Read more: Elon Musk Accuses Twitter of Running a ‘Scheme’
Zatko also claims to have found multiple instances where Twitter was in violation of a 2011 settlement with the FTC, failing to implement security measures and properly protect users, as it had been ordered to do. While Twitter claims to have complied with its obligations, the sheer number of security breaches the company has faced — not to mention the ease with which the breaches occurred — lends weight to Zatko’s claims.
“If all of that is true, I don’t think there’s any doubt that there are order violations,” David C. Vladeck told the Post in an interview. Vladeck is now a Georgetown Law professor but previously served as director of the FTC’s bureau of consumer protection when the settlement was reached in 2011. “It is possible that the kinds of problems that Twitter faced eleven years ago are still running through the company.”
The complaint alleges Twitter has exceptionally poor security policies in place, policies that leave the company, its intellectual property, and its customers vulnerable to bad actors. Roughly 30% of the company’s laptops allegedly would not automatically update software to receive the latest security fixes. Even worse, Zatko says thousands of laptops had full copies of Twitter’s source code on them, a scenario that is a dream come true for hackers. Why waste time trying to penetrate a carefully secured and protected programming repository when stealing one of the thousands of available laptops will yield the same result?

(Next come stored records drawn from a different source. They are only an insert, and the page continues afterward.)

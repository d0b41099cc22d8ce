use serde::{Deserialize, Serialize};
use std::time::Instant;

/// Elapsed wall time of one pipeline stage.
#[derive(Clone, Debug, Serialize, Deserialize)]
#[serde(rename_all = "camelCase")]
pub struct StageTiming {
    pub label: String,
    pub elapsed_ms: f64,
}

impl StageTiming {
    pub fn new(label: impl Into<String>, elapsed_ms: f64) -> Self {
        Self {
            label: label.into(),
            elapsed_ms,
        }
    }
}

/// Per-stage timings of one scale, in execution order.
#[derive(Clone, Debug, Default, Serialize, Deserialize)]
#[serde(rename_all = "camelCase")]
pub struct TimingBreakdown {
    pub total_ms: f64,
    pub stages: Vec<StageTiming>,
}

impl TimingBreakdown {
    pub fn push(&mut self, label: impl Into<String>, elapsed_ms: f64) {
        self.total_ms += elapsed_ms;
        self.stages.push(StageTiming::new(label, elapsed_ms));
    }

    /// Run `f`, record its wall time under `label` and return its value.
    pub fn measure<T>(&mut self, label: &str, f: impl FnOnce() -> T) -> T {
        let start = Instant::now();
        let value = f();
        self.push(label, elapsed_ms(start));
        value
    }
}

#[inline]
pub fn elapsed_ms(start: Instant) -> f64 {
    start.elapsed().as_secs_f64() * 1000.0
}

See also: Elon Musk’s Twitter Cancellation Letter
“It’s near-incredible that for something of that scale there would not be a development test environment separate from production and there would not be a more controlled source-code management process,” Tony Sager, former chief operating officer at the cyberdefense wing of the National Security Agency, told the Post. “Almost any attack scenario is fair game and probably easily executed.”
The Post interviewed more than a dozen current and former employees for context. While some did say the company deployed extensive measures to fight spam, many agreed with much of Zatko’s complaint regarding the general state of security and dysfunction within the company.
For his part, Zatko sees blowing the whistle on Twitter as the final step in completing the job he was hired to do.
“This would never be my first step, but I believe I am still fulfilling my obligation to Jack and to users of the platform,” Zatko said. “I want to finish the job Jack brought me in for, which is to improve the place.”